Ficción que se parece a la realidad del Norte

Prostitución, extorsiones y secuestros administrados por una siniestra organización

29 Oct 2017

NOVELA

GREGORIA BELTRÁN

CARLOS LATAPIE

(Ediciones del Parque - Tucumán) 

“Las mafias siciliana y calabresa podrían ser poca cosa si se las compara con lo que tenemos aquí”. La jactanciosa frase la pronuncia el miembro de un grupo autodenominado “la organización”. El santiagueño Carlos Latapie, radicado en Tucumán, no identifica el lugar donde ubica los hechos, aunque pareciera que se trata de una localidad del noroeste argentino. La comparación con las tradicionales hermandades delictivas de Italia no es exagerada. La siniestra organización está dedicada a cuanto negocio ilícito de elevado carácter pueda imaginarse: comercio de droga, robo y venta de niños, tráfico de órganos humanos, prostitución, extorsiones, secuestros, etcétera.

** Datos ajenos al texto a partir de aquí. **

//! The implementation artifact: `read`, `print` and `free` for the record.
//!
//! Each routine is one or more [`walk`]s over the schema. Tables are bound to
//! local handles named by [`path::local`], looked up from [`path::parent`],
//! and fields land in the record member named by [`path::member`]. Lookups
//! and their failure messages use the keys as written in the document.

use toml2c_schema::{Field, FieldKind, NodeId, Schema};

use crate::{
    config::{GeneratorConfig, Symbols},
    path::{self, PathKind, ROOT_HANDLE},
    traits::{walk, SchemaVisitor},
    utils::{format_literal, quote},
    writer::CodeWriter,
};

/// tomlc99 accessor family and `toml_datum_t` union member for a kind.
fn accessor(kind: FieldKind) -> Option<(&'static str, &'static str)> {
    match kind {
        FieldKind::Int | FieldKind::ArrayOfInt => Some(("int", "i")),
        FieldKind::Double | FieldKind::ArrayOfDouble => Some(("double", "d")),
        FieldKind::Bool | FieldKind::ArrayOfBool => Some(("bool", "b")),
        FieldKind::String | FieldKind::ArrayOfString => Some(("string", "s")),
        FieldKind::Array => None,
    }
}

/// Key path of a table or field as written in the document, for messages.
fn key_path(schema: &Schema, node: NodeId, leaf: Option<&str>) -> String {
    format_literal(&path::path(schema, node, PathKind::Key, leaf))
}

fn emit_read_failure(symbols: &Symbols, message: &str, out: &mut CodeWriter) {
    out.line(2, format!("fprintf(stderr, \"{}() failed: {}\\n\");", symbols.read_fn, message));
    out.line(2, format!("toml_free({});", ROOT_HANDLE));
    out.line(2, "return 1;");
}

/// Collects the local handle of every table below the root.
#[derive(Default)]
pub struct TableHandles {
    pub names: Vec<String>,
}

impl SchemaVisitor for TableHandles {
    fn enter_table(&mut self, schema: &Schema, node: NodeId, _out: &mut CodeWriter) {
        if !schema.node(node).is_root() {
            self.names.push(path::local(schema, node));
        }
    }
}

/// Binds every table below the root to its handle, failing on absent tables.
pub struct TableLookups<'a> {
    pub symbols: &'a Symbols,
}

impl SchemaVisitor for TableLookups<'_> {
    fn enter_table(&mut self, schema: &Schema, node: NodeId, out: &mut CodeWriter) {
        let table = schema.node(node);
        if table.is_root() {
            return;
        }
        out.line(1, format!(
            "if (!({} = toml_table_in({}, {}))) {{",
            path::local(schema, node),
            path::parent(schema, node),
            quote(&table.key),
        ));
        let message = format!("failed locating [{}] table", key_path(schema, node, None));
        emit_read_failure(self.symbols, &message, out);
        out.line(1, "}");
    }
}

/// Copies every field out of its table handle into the record.
pub struct FieldReads<'a> {
    pub symbols: &'a Symbols,
}

impl SchemaVisitor for FieldReads<'_> {
    fn visit_field(&mut self, schema: &Schema, node: NodeId, field: &Field, out: &mut CodeWriter) {
        let Some((family, member)) = accessor(field.kind) else {
            return;
        };
        let handle = path::local(schema, node);
        let target = format!("(*out)->{}", path::member(schema, node, &field.name));
        let missing = format!("failed locating key '{}'", key_path(schema, node, Some(field.key.as_str())));

        if let Some(element) = field.kind.element_c_type() {
            out.line(1, format!("arr = toml_array_in({}, {});", handle, quote(&field.key)));
            out.line(1, "if (!arr) {");
            emit_read_failure(self.symbols, &missing, out);
            out.line(1, "}");
            out.line(1, format!("{} = malloc(toml_array_nelem(arr) * sizeof({}));", target, element));
            out.line(1, "for (int i = 0; i < toml_array_nelem(arr); ++i) {");
            out.line(2, format!("datum = toml_{}_at(arr, i);", family));
            out.line(2, format!("{}[i] = datum.u.{};", target, member));
            out.line(1, "}");
            out.line(1, format!("{}_len = toml_array_nelem(arr);", target));
        } else {
            out.line(1, format!("datum = toml_{}_in({}, {});", family, handle, quote(&field.key)));
            out.line(1, "if (!datum.ok) {");
            emit_read_failure(self.symbols, &missing, out);
            out.line(1, "}");
            out.line(1, format!("{} = datum.u.{};", target, member));
        }
    }
}

/// One `printf` per scalar, one index loop per array.
pub struct FieldPrints<'a> {
    pub symbols: &'a Symbols,
}

impl SchemaVisitor for FieldPrints<'_> {
    fn visit_field(&mut self, schema: &Schema, node: NodeId, field: &Field, out: &mut CodeWriter) {
        let member = path::member(schema, node, &field.name);
        let label = format_literal(&format!("{}.{}", self.symbols.base, member));
        let value = format!("value->{}", member);

        let (conversion, arg) = match field.kind {
            FieldKind::Int | FieldKind::ArrayOfInt => ("%\" PRId64 \"", "{}"),
            FieldKind::Double | FieldKind::ArrayOfDouble => ("%f", "{}"),
            FieldKind::Bool | FieldKind::ArrayOfBool => ("%s", "{} ? \"true\" : \"false\""),
            FieldKind::String | FieldKind::ArrayOfString => ("%s", "{}"),
            FieldKind::Array => return,
        };

        if field.kind.is_array() {
            out.line(1, format!("for (size_t i = 0; i < {}_len; ++i) {{", value));
            out.line(2, format!(
                "printf(\"{}[%zu] = {}\\n\", i, {});",
                label,
                conversion,
                arg.replace("{}", &format!("{}[i]", value)),
            ));
            out.line(1, "}");
        } else {
            out.line(1, format!(
                "printf(\"{} = {}\\n\", {});",
                label,
                conversion,
                arg.replace("{}", &value),
            ));
        }
    }
}

/// Releases every heap-owning member, in declaration order.
pub struct FieldFrees;

impl SchemaVisitor for FieldFrees {
    fn visit_field(&mut self, schema: &Schema, node: NodeId, field: &Field, out: &mut CodeWriter) {
        if !field.kind.owns_heap() {
            return;
        }
        let value = format!("value->{}", path::member(schema, node, &field.name));
        if field.kind == FieldKind::ArrayOfString {
            out.line(1, format!("for (size_t i = 0; i < {}_len; ++i) {{", value));
            out.line(2, format!("free({}[i]);", value));
            out.line(1, "}");
        }
        out.line(1, format!("free({});", value));
    }
}

pub fn emit_read_routine(schema: &Schema, symbols: &Symbols, out: &mut CodeWriter) {
    out.line(0, format!(
        "int {}(const char* file_path, {}** out) {{",
        symbols.read_fn, symbols.type_name
    ));
    out.line(1, "FILE* fp;");
    out.line(1, format!("toml_table_t* {};", ROOT_HANDLE));
    out.line(1, "char errbuf[200];");
    out.blank();
    out.line(1, "if (*out == NULL) {");
    out.line(2, format!("*out = calloc(1, sizeof({}));", symbols.type_name));
    out.line(2, "if (*out == NULL) {");
    out.line(3, format!("fprintf(stderr, \"{}() failed: out of memory\\n\");", symbols.read_fn));
    out.line(3, "return 1;");
    out.line(2, "}");
    out.line(1, "}");
    out.blank();
    out.line(1, "/* Open the file. */");
    out.line(1, "if (0 == (fp = fopen(file_path, \"r\"))) {");
    out.line(2, format!("fprintf(stderr, \"{}() failed: couldn't open %s\\n\", file_path);", symbols.read_fn));
    out.line(2, "return 1;");
    out.line(1, "}");
    out.blank();
    out.line(1, "/* Run the file through the parser. */");
    out.line(1, format!("{} = toml_parse_file(fp, errbuf, sizeof(errbuf));", ROOT_HANDLE));
    out.line(1, "fclose(fp);");
    out.line(1, format!("if (0 == {}) {{", ROOT_HANDLE));
    out.line(2, format!(
        "fprintf(stderr, \"{}() failed: error while parsing %s: %s\\n\", file_path, errbuf);",
        symbols.read_fn
    ));
    out.line(2, "return 1;");
    out.line(1, "}");

    let mut handles = TableHandles::default();
    walk(schema, &mut handles, out);
    if !handles.names.is_empty() {
        out.blank();
        out.line(1, "/* Tables. */");
        let declared: Vec<String> = handles.names.iter().map(|name| format!("*{}", name)).collect();
        out.line(1, format!("toml_table_t {};", declared.join(", ")));
        walk(schema, &mut TableLookups { symbols }, out);
    }

    let needs_datum = schema.fields().any(|(_, f)| accessor(f.kind).is_some());
    let needs_arr = schema.fields().any(|(_, f)| f.kind.element_c_type().is_some() && accessor(f.kind).is_some());
    if needs_datum {
        out.blank();
        out.line(1, "/* Fields. */");
        out.line(1, "toml_datum_t datum;");
        if needs_arr {
            out.line(1, "toml_array_t* arr;");
        }
        walk(schema, &mut FieldReads { symbols }, out);
    }

    out.blank();
    out.line(1, format!("toml_free({});", ROOT_HANDLE));
    out.line(1, "return 0;");
    out.line(0, "}");
}

pub fn emit_print_routine(schema: &Schema, symbols: &Symbols, out: &mut CodeWriter) {
    out.line(0, format!("void {}(const {}* value) {{", symbols.print_fn, symbols.type_name));
    out.line(1, format!("printf(\"Read {}.toml values:\\n\");", format_literal(&symbols.base)));
    walk(schema, &mut FieldPrints { symbols }, out);
    out.line(1, "fflush(stdout);");
    out.line(0, "}");
}

pub fn emit_free_routine(schema: &Schema, symbols: &Symbols, out: &mut CodeWriter) {
    out.line(0, format!("void {}({}* value) {{", symbols.free_fn, symbols.type_name));
    out.line(1, "if (value == NULL) {");
    out.line(2, "return;");
    out.line(1, "}");
    walk(schema, &mut FieldFrees, out);
    out.line(1, "free(value);");
    out.line(0, "}");
}

/// Generates the implementation artifact for `schema`.
pub fn emit_implementation(schema: &Schema, config: &GeneratorConfig) -> String {
    let symbols = config.symbols(schema);
    let mut out = CodeWriter::new();

    out.line(0, format!("#include {}", quote(&symbols.header_file)));
    out.line(0, "#include <inttypes.h>");
    out.line(0, "#include <stdlib.h>");
    out.line(0, "#include <toml.h>");
    out.blank();
    emit_read_routine(schema, &symbols, &mut out);
    out.blank();
    emit_print_routine(schema, &symbols, &mut out);
    out.blank();
    emit_free_routine(schema, &symbols, &mut out);

    out.into_string()
}

#[cfg(test)]
fn symbols_for(schema: &Schema) -> Symbols {
    GeneratorConfig::default().symbols(schema)
}

#[test]
fn lookups_resolve_from_parent_handles() {
    let mut schema = Schema::new("app_t");
    let server = schema.add_child(schema.root(), "server");
    schema.add_child(server, "tls-opts");
    let symbols = symbols_for(&schema);

    let mut out = CodeWriter::new();
    walk(&schema, &mut TableLookups { symbols: &symbols }, &mut out);
    let text = out.into_string();
    assert!(text.contains("if (!(root_server = toml_table_in(root, \"server\"))) {"));
    assert!(text.contains("if (!(root_server_tls_opts = toml_table_in(root_server, \"tls-opts\"))) {"));
    assert!(text.contains("failed locating [server.tls-opts] table"));
}

#[test]
fn scalar_read_checks_presence() {
    let mut schema = Schema::new("app_t");
    let server = schema.add_child(schema.root(), "server");
    schema.push_field(server, Field::new("max-conn", FieldKind::Int));
    let symbols = symbols_for(&schema);

    let mut out = CodeWriter::new();
    walk(&schema, &mut FieldReads { symbols: &symbols }, &mut out);
    assert_eq!(
        out.as_str(),
        "    datum = toml_int_in(root_server, \"max-conn\");\n\
         \x20   if (!datum.ok) {\n\
         \x20       fprintf(stderr, \"t2c_app_read() failed: failed locating key 'server.max-conn'\\n\");\n\
         \x20       toml_free(root);\n\
         \x20       return 1;\n\
         \x20   }\n\
         \x20   (*out)->server.max_conn = datum.u.i;\n"
    );
}

#[test]
fn lookups_use_keys_as_written() {
    let mut schema = Schema::new("app_t");
    let root = schema.root();
    schema.push_field(root, Field::new("max_conn", FieldKind::Int));
    schema.push_field(root, Field::new("allowed_hosts", FieldKind::ArrayOfString));
    let pool = schema.add_child(root, "pool_opts");
    schema.push_field(pool, Field::new("idle-timeout", FieldKind::Int));
    let text = emit_implementation(&schema, &GeneratorConfig::default());

    assert!(text.contains("datum = toml_int_in(root, \"max_conn\");"));
    assert!(text.contains("arr = toml_array_in(root, \"allowed_hosts\");"));
    assert!(text.contains("toml_table_in(root, \"pool_opts\")"));
    assert!(text.contains("datum = toml_int_in(root_pool_opts, \"idle-timeout\");"));
    assert!(text.contains("failed locating key 'pool_opts.idle-timeout'"));
    assert!(!text.contains("max-conn"));
    assert!(!text.contains("pool-opts"));
}

#[test]
fn bool_arrays_use_bool_elements() {
    let mut schema = Schema::new("app_t");
    schema.push_field(schema.root(), Field::new("flags", FieldKind::ArrayOfBool));
    let symbols = symbols_for(&schema);

    let mut out = CodeWriter::new();
    walk(&schema, &mut FieldReads { symbols: &symbols }, &mut out);
    let text = out.into_string();
    assert!(text.contains("(*out)->flags = malloc(toml_array_nelem(arr) * sizeof(bool));"));
    assert!(text.contains("datum = toml_bool_at(arr, i);"));
    assert!(text.contains("(*out)->flags_len = toml_array_nelem(arr);"));
}

#[test]
fn booleans_print_as_words() {
    let mut schema = Schema::new("app_t");
    schema.push_field(schema.root(), Field::new("debug", FieldKind::Bool));
    let symbols = symbols_for(&schema);

    let mut out = CodeWriter::new();
    walk(&schema, &mut FieldPrints { symbols: &symbols }, &mut out);
    assert_eq!(
        out.as_str(),
        "    printf(\"app.debug = %s\\n\", value->debug ? \"true\" : \"false\");\n"
    );
}

#[test]
fn untyped_arrays_are_declared_but_not_read() {
    let mut schema = Schema::new("app_t");
    schema.push_field(schema.root(), Field::new("blob", FieldKind::Array));
    let text = emit_implementation(&schema, &GeneratorConfig::default());
    assert!(!text.contains("\"blob\""));
    assert!(!text.contains("toml_datum_t datum;"));
    assert!(text.contains("free(value->blob);"));
}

El “trabajo”, como también lo llaman, es amparado por el poder que detentan jueces y autoridades policiales y perpetrado por sicarios, proxenetas, médicos y hasta encumbrados representantes de la Iglesia, incluido un obispo. Protagonistas principales son Gregoria Beltrán, una aborigen, y su pequeño hijo. Ella logra ingresar como empleada doméstica en una casa de gente adinerada, que termina adoptando al niño. La novela tiene un par de singularidades.

Se utilizan, entremezcladas, la primera y la tercera personas y todas las secuencias tienen como trasfondo el modus operandi de la organización, que va siendo expuesto en la declaración que alguien está haciendo en un ámbito judicial, incluidas escenas muy violentas y escabrosas. Ello, unido al muy amplio espectro delictivo, genera la impresión de que el escenario es un equivalente del infierno.